Pendant que j'entendais l'horrible bruit des décombres, je pratiquais en me demandant "Et si j'étais le Président Ikeda, comment ferait-il daimoku en ce moment?". Je me disais aussi: "et si ce moment est celui de ma mort, qu'est-ce que cela signifie que ma foi soit correcte et forte?". Je me débattais entre croire que je possédais l'état de Bouddha et faire surgir la force pour transformer mon destin et celui de mes ancêtres, ou être partie intégrante du commun des mortels, apeuré par le fait qu'il n'y avait pas d'autre voie de sortie que celle de mourir de cette façon si horrible. 

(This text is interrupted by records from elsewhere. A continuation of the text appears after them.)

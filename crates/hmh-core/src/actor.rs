//! # Actors — Users and Clients
//!
//! Read-models for the people and organizations the workflow touches.
//! Users are owned by the excluded authentication layer; the workflow
//! reads them as context for permission checks and snapshots. Clients are
//! owned by the excluded client-management layer; only their validation
//! rules live in this workspace.

use serde::{Deserialize, Serialize};

use crate::identity::{ClientId, TenantId, UserId};
use crate::role::UserRole;

/// Account status of a user.
#[derive(Debug, Clone, Copy, PartialEq, Eq, Serialize, Deserialize)]
#[serde(rename_all = "lowercase")]
pub enum UserStatus {
    Active,
    Inactive,
    Blocked,
}

/// A platform user. The workflow treats this as read-only context: role
/// and tenant for permission checks, name and document number for the
/// snapshot fields on child records.
#[derive(Debug, Clone, Serialize, Deserialize)]
#[serde(rename_all = "camelCase")]
pub struct User {
    pub id: UserId,
    /// Absent only for the platform operator (`superAdmin`).
    #[serde(default, skip_serializing_if = "Option::is_none")]
    pub tenant_id: Option<TenantId>,
    pub email: String,
    pub role: UserRole,
    pub name: String,
    pub status: UserStatus,

    // Provider/consultant profile
    #[serde(default, skip_serializing_if = "Option::is_none")]
    pub document_type: Option<String>,
    #[serde(default, skip_serializing_if = "Option::is_none")]
    pub document_number: Option<String>,
    #[serde(default, skip_serializing_if = "Option::is_none")]
    pub profession: Option<String>,
    #[serde(default, skip_serializing_if = "Option::is_none")]
    pub phone: Option<String>,
    #[serde(default, skip_serializing_if = "Option::is_none")]
    pub department: Option<String>,
    #[serde(default, skip_serializing_if = "Option::is_none")]
    pub city: Option<String>,
    #[serde(default, skip_serializing_if = "Option::is_none")]
    pub hourly_rate: Option<f64>,
}

impl User {
    /// Whether the account may act at all.
    pub fn is_active(&self) -> bool {
        self.status == UserStatus::Active
    }

    /// The document number snapshot written onto child records. Falls
    /// back to `"N/A"` when the profile carries none, so historical rows
    /// are never half-empty.
    pub fn document_snapshot(&self) -> String {
        self.document_number
            .clone()
            .unwrap_or_else(|| "N/A".to_string())
    }
}

/// A client of a tenant: the organization requesting consulting work.
#[derive(Debug, Clone, Serialize, Deserialize)]
#[serde(rename_all = "camelCase")]
pub struct Client {
    pub id: ClientId,
    pub tenant_id: TenantId,
    /// NIT (tax identifier).
    pub tax_id: String,
    /// Razón social.
    pub name: String,
    pub phone: String,
    pub address: String,
    pub department: String,
    pub city: String,
    /// The coordinator responsible for this client.
    pub hmh_coordinator_id: UserId,
    /// Free-text billing conditions.
    pub billing_terms: String,
    #[serde(default, skip_serializing_if = "Option::is_none")]
    pub hourly_rate: Option<f64>,
}

/// Partial input for registering a client, consumed by the client-data
/// validator.
#[derive(Debug, Clone, Default, Serialize, Deserialize)]
#[serde(rename_all = "camelCase")]
pub struct ClientDraft {
    pub tax_id: Option<String>,
    pub name: Option<String>,
    pub phone: Option<String>,
    pub address: Option<String>,
    pub department: Option<String>,
    pub city: Option<String>,
    pub hmh_coordinator_id: Option<UserId>,
    pub billing_terms: Option<String>,
}
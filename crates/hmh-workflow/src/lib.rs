//! # hmh-workflow
//!
//! The activity workflow engine: every lifecycle mutation of an
//! activity goes through [`ActivityWorkflow`], which composes the pure
//! rules from `hmh-validate`, the document and blob stores from
//! `hmh-store`, and the dispatcher from `hmh-notify`.
//!
//! ## Write discipline
//!
//! Each operation serializes on the activity's lock, validates against
//! the freshly loaded document, then writes. The bitácora entry and the
//! notification come after the write and are best-effort: they are
//! logged on failure and never unwind a transition that already
//! happened.

pub mod allocator;
pub mod audit;
pub mod engine;
pub mod lock;
pub mod order;

pub use allocator::AssignmentAllocator;
pub use audit::{AuditLog, LogEntry, LogOrder};
pub use engine::{ActivityWorkflow, ProgressUpdate};
pub use lock::ActivityLocks;
//! # hmh-core — Foundational Types for the HMH Workflow Stack
//!
//! This crate is the bedrock of the HMH Workflow Stack. It defines the
//! type-system primitives every other crate builds on: domain identifiers,
//! UTC timestamps, the activity status machine, the role-permission matrix,
//! the workflow entities, and the error taxonomy. Every other crate in the
//! workspace depends on `hmh-core`; it depends on nothing internal.
//!
//! ## Key Design Principles
//!
//! 1. **Newtype wrappers for domain primitives.** `TenantId`, `ActivityId`,
//!    `UserId`, `ClientId`, `ServiceOrderId` — all newtypes with generated
//!    constructors. No bare strings for identifiers.
//!
//! 2. **Enum-keyed lookup tables, not conditional chains.** The status
//!    transition table and the role-permission matrix are data
//!    ([`ActivityStatus::allowed_next()`], [`UserRole::may_set_status()`]).
//!    Adding a status or a role is a data change, not a code change.
//!
//! 3. **Explicit acting context.** Nothing in this workspace reads an
//!    ambient current-user or current-tenant; the acting [`User`] is a
//!    parameter of every workflow operation.
//!
//! 4. **Snapshot-not-reference child records.** `providerName`,
//!    `providerDocument`, `approverName` are stored redundantly on
//!    assignment and approval rows so a later profile edit cannot rewrite
//!    audit history.
//!
//! ## Crate Policy
//!
//! - No dependencies on other `hmh-*` crates (this is the leaf of the DAG).
//! - No `unsafe` code.
//! - No `panic!()` or `.unwrap()` outside tests.
//! - All public types derive `Debug`, `Clone`, and implement
//!   `Serialize`/`Deserialize`.

pub mod activity;
pub mod actor;
pub mod error;
pub mod identity;
pub mod role;
pub mod status;
pub mod temporal;

// Re-export primary types for ergonomic imports.
pub use activity::{
    Activity, ActivityApproval, ActivityAssignment, ActivityDraft, ActivityLog, Priority,
    ServiceOrder, ServiceOrderStatus, SupportFile,
};
pub use actor::{Client, ClientDraft, User, UserStatus};
pub use error::WorkflowError;
pub use identity::{ActivityId, ClientId, ServiceOrderId, TenantId, UserId};
pub use role::UserRole;
pub use status::ActivityStatus;
pub use temporal::Timestamp;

Je me suis souvenu de ce passage du Gosho "L'ouverture des Yeux", dans lequel il est dit ceci: "Moi, Nichiren et mes disciples, nous atteindrons naturellement l'état de bouddha, si nous ne nous laissons pas influencer ni n'avons le moindre doute face aux obstacles qui se présentent. Vous ne pouvez pas douter des bienfaits du Sutra du Lotus, même si vous ne recevez pas la protection des dieux bouddhistes ou vous lamentez pour ne pas avoir une vie tranquille en ce moment. J'ai enseigné cela à mes disciples, cependant ils se sont éloignés du Sutra du Lotus car il est normal que les sots oublient leur promesse à ce moment précis." 

Et ce moment précis m'arrivait. Dans les efforts de réciter des daimokus qui puissent non seulement pénétrer ma vie mais aussi celle de tous ceux qui se trouvaient dans mon immeuble, je désirais sincèrement être vivant pour célébrer le Nouvel An. Soudain, l'image de mes parents surgit dans mon esprit. Je me suis souvenu qu'ils étaient déjà passés par l'expérience pénible et amère de perdre deux fils, et que moi, comme Bouddha, je ne pouvais leur causer plus de souffrance — je sentais que j'avais une mission à remplir. Et du plus profond de ma vie, surgit une force inépuisable d'affection filiale, un désir intense et tranquille de les embrasser, de les aimer. Je ne désirais plus qu'une seule chose: vivre pour pouvoir leur dire et leur démontrer, à eux comme à tous ceux que j'aimais, combien ils étaient importants pour moi. 

La boue et les débris ont finalement réussi à rentrer dans l'immeuble de toute leur force, couvrant jusqu'à deux étages. A partir de ce moment-là, je me suis senti responsable non seulement de ma vie et de mon bonheur, mais aussi de toutes ces personnes qui étaient avec moi. Je me suis levé et je réussis à convaincre tous ces résidents que nous devions partir le plus rapidement possible: d'énormes arbres étaient sur le point d'écraser l'immeuble s'il se mettait à pleuvoir de nouveau. Nous essayâmes de partir vers la plage, mais le risque de mourir ensevelis dans la boue était trop grand. Pratiquant pour trouver une porte de sortie à cet enfer, nous vîmes que ma voiture était encore la meilleure solution. En fait, elle nous a sauvé la vie, étant donné qu'elle était restée coincée en face des escaliers, ce qui nous a permis de sauter dedans sans que nous ayons la moindre lésion. 

Après avoir pu sortir vivant et sans égratignure de cet enfer, après 15 ans, j'habite à nouveau chez mes parents. Et je saute de joie, non seulement d'avoir pu les embrasser, mais encore d'en finir avec cette peur de les aimer, et je remercie sincèrement pour ce qu'ils ont été et ce qu'ils sont. Je ne peux pas dire que j'ai perdu. Au contraire, j'ai trouvé ma véritable identité, savoir qui je suis et la valeur de ma vie, de ma famille, de l'affection, de l'amour sincère de vous tous. Ma détermination désormais est de vivre sans restriction comme véritable disciple d'Ikeda.